## EXERCISE INSTRUCTIONS
Set down, character for character, everything in the records below from the line holding "in column order." down to the line holding "catalog's own view.", and no other line.

## RECORDS FOR THIS EXERCISE
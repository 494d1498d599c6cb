//! Error types for the routing engine.

use crate::types::QueryClass;
use thiserror::Error;

/// Result type for routing operations.
pub type Result<T> = std::result::Result<T, RoutingError>;

/// Errors that can occur while routing a query.
///
/// Per spec.md §7, routing failures never silently alter correctness:
/// they either pick a valid placement or refuse to route.
#[derive(Error, Debug)]
pub enum RoutingError {
    /// Placement discovery found no candidate placement sets for a
    /// table. Fatal for the query being planned; never crashes the
    /// router itself.
    #[error("no candidate placements found for table {table}")]
    NoCandidatePlacements {
        /// Table that has no coverable placement.
        table: String,
    },

    /// The selection loop exhausted the row without picking a
    /// placement set. Indicates a malformed row (weights that don't
    /// sum correctly) rather than caller error.
    #[error("selection exhausted row for query class {0:?} without choosing a placement")]
    SelectionExhausted(QueryClass),

    /// The external monitoring service could not be reached during
    /// refresh. Not fatal: the class's mean-time map is treated as
    /// empty for this cycle.
    #[error("monitoring service unavailable: {0}")]
    MonitoringUnavailable(String),

    /// `MERGE` is not supported on the modification path.
    #[error("MERGE is not supported by the adaptive routing engine")]
    UnsupportedOperation,

    /// Configuration failed to load or validate.
    #[error("configuration error: {0}")]
    Config(#[from] adarouter_config::ConfigError),

    /// Catch-all for collaborator/demo-level failures.
    #[error(transparent)]
    Other(#[from] anyhow::Error),
}
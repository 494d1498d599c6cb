//! Configuration schema for the adaptive routing engine.
//!
//! Mirrors spec.md §6: seven runtime-mutable values, all with defaults
//! that keep a fresh router usable without any configuration at all.

use serde::{Deserialize, Serialize};

/// Strategy the query class hasher uses to reduce a logical plan to a
/// stable fingerprint.
#[derive(Debug, Clone, Copy, PartialEq, Eq, Serialize, Deserialize)]
#[serde(rename_all = "SCREAMING_SNAKE_CASE")]
pub enum QueryClassProvider {
    /// Walk the operator tree, collecting structural discriminators.
    StructuralShuttle,
    /// Extract literals into parameters, then hash the canonical form.
    Parameterizer,
}

impl Default for QueryClassProvider {
    fn default() -> Self {
        Self::Parameterizer
    }
}

/// Runtime-mutable configuration for the routing engine.
#[derive(Debug, Clone, PartialEq, Serialize, Deserialize)]
pub struct RoutingConfig {
    /// When `false`, feedback events are not emitted and the table
    /// freezes in its current state.
    #[serde(default = "default_training")]
    pub training: bool,

    /// Advisory moving-average window retained by the monitoring
    /// service for per-class time samples.
    #[serde(default = "default_window_size")]
    pub window_size: u32,

    /// Similarity band, in percent, for short-running queries. Zero
    /// disables weighted choice (deterministic fastest-wins).
    #[serde(default)]
    pub short_running_similar_threshold: u32,

    /// Similarity band, in percent, for long-running queries.
    #[serde(default)]
    pub long_running_similar_threshold: u32,

    /// Boundary, in milliseconds, between the short- and long-running
    /// regimes.
    #[serde(default = "default_short_long_threshold_ms")]
    pub short_running_long_running_threshold_ms: u64,

    /// Which hashing strategy `classify` uses.
    #[serde(default)]
    pub query_class_provider: QueryClassProvider,

    /// Cadence of the background table refresher, in milliseconds.
    /// Shared config rather than a constant so tests can shrink it.
    #[serde(default = "default_refresh_interval_ms")]
    pub refresh_interval_ms: u64,
}

fn default_training() -> bool {
    true
}

fn default_window_size() -> u32 {
    25
}

fn default_short_long_threshold_ms() -> u64 {
    1000
}

fn default_refresh_interval_ms() -> u64 {
    5000
}

impl Default for RoutingConfig {
    fn default() -> Self {
        Self {
            training: default_training(),
            window_size: default_window_size(),
            short_running_similar_threshold: 0,
            long_running_similar_threshold: 0,
            short_running_long_running_threshold_ms: default_short_long_threshold_ms(),
            query_class_provider: QueryClassProvider::default(),
            refresh_interval_ms: default_refresh_interval_ms(),
        }
    }
}

/// Errors raised while loading or validating configuration.
#[derive(Debug, thiserror::Error)]
pub enum ConfigError {
    /// The config file exists but could not be read.
    #[error("failed to read config file {path}: {source}")]
    Io {
        /// Path that failed to read.
        path: String,
        #[source]
        source: std::io::Error,
    },

    /// The config file's TOML could not be parsed.
    #[error("failed to parse config: {0}")]
    Parse(#[from] toml::de::Error),

    /// A loaded value failed validation.
    #[error("invalid configuration: {0}")]
    Validation(String),

    /// An environment variable override could not be parsed.
    #[error("invalid value for {key}: {value}")]
    InvalidEnvValue {
        /// Environment variable name.
        key: String,
        /// Raw value that failed to parse.
        value: String,
    },
}
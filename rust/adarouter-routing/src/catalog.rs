//! Catalog collaborator: the external system-of-record for tables,
//! columns, and adapter placements.
//!
//! Modeled as a trait per spec.md §6's inbound collaborator contract,
//! with an in-memory reference implementation for tests and the demo
//! binary — never meant as a production adapter.

use crate::types::{AdapterId, ColumnId};
use std::collections::BTreeMap;

/// System-of-record for schemas, tables, columns, and placements,
/// external to the router.
pub trait Catalog {
    /// For `table`, the columns placed on each adapter.
    fn placements_by_adapter(&self, table: &str) -> BTreeMap<AdapterId, Vec<ColumnId>>;

    /// The table's full column set, in column order.
    fn column_ids(&self, table: &str) -> Vec<ColumnId>;

    /// Human-readable name of an adapter.
    fn adapter_unique_name(&self, adapter: AdapterId) -> Option<String>;
}

/// In-memory `Catalog` for tests and the bundled demo binary.
#[derive(Debug, Default)]
pub struct InMemoryCatalog {
    tables: BTreeMap<String, Vec<ColumnId>>,
    placements: BTreeMap<String, BTreeMap<AdapterId, Vec<ColumnId>>>,
    adapter_names: BTreeMap<AdapterId, String>,
}

impl InMemoryCatalog {
    pub fn new() -> Self {
        Self::default()
    }

    pub fn add_table(&mut self, table: &str, columns: Vec<ColumnId>) {
        self.tables.insert(table.to_string(), columns);
    }

    pub fn add_placement(&mut self, table: &str, adapter: AdapterId, columns: Vec<ColumnId>) {
        self.placements
            .entry(table.to_string())
            .or_default()
            .insert(adapter, columns);
    }

    pub fn name_adapter(&mut self, adapter: AdapterId, name: &str) {
        self.adapter_names.insert(adapter, name.to_string());
    }

    /// Remove an adapter's placements everywhere it appears, mirroring
    /// the `dropPlacements` side effect on the catalog's own view.
    pub fn drop_adapter(&mut self, adapter: AdapterId) {
        for placements in self.placements.values_mut() {
            placements.remove(&adapter);
        }
        self.adapter_names.remove(&adapter);
    }
}

impl Catalog for InMemoryCatalog {
    fn placements_by_adapter(&self, table: &str) -> BTreeMap<AdapterId, Vec<ColumnId>> {
        self.placements.get(table).cloned().unwrap_or_default()
    }

    fn column_ids(&self, table: &str) -> Vec<ColumnId> {
        self.tables.get(table).cloned().unwrap_or_default()
    }

    fn adapter_unique_name(&self, adapter: AdapterId) -> Option<String> {
        self.adapter_names.get(&adapter).cloned()
    }
}
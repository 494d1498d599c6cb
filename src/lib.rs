//! Adaptive, measurement-driven query routing engine.
//!
//! Thin facade over [`adarouter_routing`]: re-exports the public API so
//! downstream crates depend on a single package name, and carries the
//! demo binary (`adarouter-introspect`) that wires the router to its
//! in-memory collaborator implementations end-to-end.

pub use adarouter_config::{ConfigError, QueryClassProvider, RoutingConfig};
pub use adarouter_routing::{
    catalog, controller, ddl, hasher, intake, introspection, monitoring, placement, refresher,
    selection, table, types, AdaptiveRouter, LogicalOperator, LogicalPlan, PlacementSet,
    QueryClass, Result, RoutingError, StatementKind,
};
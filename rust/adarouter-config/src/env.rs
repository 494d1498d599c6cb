//! `ADAROUTER_*` environment variable overrides.

use crate::schema::{ConfigError, QueryClassProvider, RoutingConfig};

/// Apply `ADAROUTER_*` environment overrides onto a loaded config.
/// Values present in the environment win over whatever the file (or
/// defaults) set.
pub fn apply_env_overrides(config: &mut RoutingConfig) -> Result<(), ConfigError> {
    if let Ok(value) = std::env::var("ADAROUTER_TRAINING") {
        config.training = parse_bool(&value, "ADAROUTER_TRAINING")?;
    }

    if let Ok(value) = std::env::var("ADAROUTER_WINDOW_SIZE") {
        config.window_size = parse_u32(&value, "ADAROUTER_WINDOW_SIZE")?;
    }

    if let Ok(value) = std::env::var("ADAROUTER_SHORT_RUNNING_SIMILAR_THRESHOLD") {
        config.short_running_similar_threshold =
            parse_u32(&value, "ADAROUTER_SHORT_RUNNING_SIMILAR_THRESHOLD")?;
    }

    if let Ok(value) = std::env::var("ADAROUTER_LONG_RUNNING_SIMILAR_THRESHOLD") {
        config.long_running_similar_threshold =
            parse_u32(&value, "ADAROUTER_LONG_RUNNING_SIMILAR_THRESHOLD")?;
    }

    if let Ok(value) = std::env::var("ADAROUTER_SHORT_RUNNING_LONG_RUNNING_THRESHOLD_MS") {
        config.short_running_long_running_threshold_ms =
            parse_u64(&value, "ADAROUTER_SHORT_RUNNING_LONG_RUNNING_THRESHOLD_MS")?;
    }

    if let Ok(value) = std::env::var("ADAROUTER_REFRESH_INTERVAL_MS") {
        config.refresh_interval_ms = parse_u64(&value, "ADAROUTER_REFRESH_INTERVAL_MS")?;
    }

    if let Ok(value) = std::env::var("ADAROUTER_QUERY_CLASS_PROVIDER") {
        config.query_class_provider = match value.to_uppercase().as_str() {
            "STRUCTURAL_SHUTTLE" => QueryClassProvider::StructuralShuttle,
            "PARAMETERIZER" => QueryClassProvider::Parameterizer,
            _ => {
                return Err(ConfigError::InvalidEnvValue {
                    key: "ADAROUTER_QUERY_CLASS_PROVIDER".to_string(),
                    value,
                })
            }
        };
    }

    Ok(())
}

fn parse_bool(value: &str, key: &str) -> Result<bool, ConfigError> {
    match value.to_lowercase().as_str() {
        "true" | "1" => Ok(true),
        "false" | "0" => Ok(false),
        _ => Err(ConfigError::InvalidEnvValue {
            key: key.to_string(),
            value: value.to_string(),
        }),
    }
}

fn parse_u32(value: &str, key: &str) -> Result<u32, ConfigError> {
    value.parse().map_err(|_| ConfigError::InvalidEnvValue {
        key: key.to_string(),
        value: value.to_string(),
    })
}

fn parse_u64(value: &str, key: &str) -> Result<u64, ConfigError> {
    value.parse().map_err(|_| ConfigError::InvalidEnvValue {
        key: key.to_string(),
        value: value.to_string(),
    })
}

#[cfg(test)]
mod tests {
    use super::*;

    // Environment variables are process-global; serialize access so
    // these tests don't race with each other under `cargo test`.
    static ENV_LOCK: std::sync::Mutex<()> = std::sync::Mutex::new(());

    #[test]
    fn overrides_training_flag() {
        let _guard = ENV_LOCK.lock().unwrap();
        std::env::set_var("ADAROUTER_TRAINING", "false");
        let mut config = RoutingConfig::default();
        apply_env_overrides(&mut config).unwrap();
        assert!(!config.training);
        std::env::remove_var("ADAROUTER_TRAINING");
    }

    #[test]
    fn rejects_invalid_provider() {
        let _guard = ENV_LOCK.lock().unwrap();
        std::env::set_var("ADAROUTER_QUERY_CLASS_PROVIDER", "NOT_A_PROVIDER");
        let mut config = RoutingConfig::default();
        let err = apply_env_overrides(&mut config).unwrap_err();
        assert!(matches!(err, ConfigError::InvalidEnvValue { .. }));
        std::env::remove_var("ADAROUTER_QUERY_CLASS_PROVIDER");
    }
}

## RESULT OF THE TASK
    /// The table's full column set, in column order.
    fn column_ids(&self, table: &str) -> Vec<ColumnId>;

    /// Human-readable name of an adapter.
    fn adapter_unique_name(&self, adapter: AdapterId) -> Option<String>;
}

/// In-memory `Catalog` for tests and the bundled demo binary.
#[derive(Debug, Default)]
pub struct InMemoryCatalog {
    tables: BTreeMap<String, Vec<ColumnId>>,
    placements: BTreeMap<String, BTreeMap<AdapterId, Vec<ColumnId>>>,
    adapter_names: BTreeMap<AdapterId, String>,
}

impl InMemoryCatalog {
    pub fn new() -> Self {
        Self::default()
    }

    pub fn add_table(&mut self, table: &str, columns: Vec<ColumnId>) {
        self.tables.insert(table.to_string(), columns);
    }

    pub fn add_placement(&mut self, table: &str, adapter: AdapterId, columns: Vec<ColumnId>) {
        self.placements
            .entry(table.to_string())
            .or_default()
            .insert(adapter, columns);
    }

    pub fn name_adapter(&mut self, adapter: AdapterId, name: &str) {
        self.adapter_names.insert(adapter, name.to_string());
    }

    /// Remove an adapter's placements everywhere it appears, mirroring
    /// the `dropPlacements` side effect on the catalog's own view.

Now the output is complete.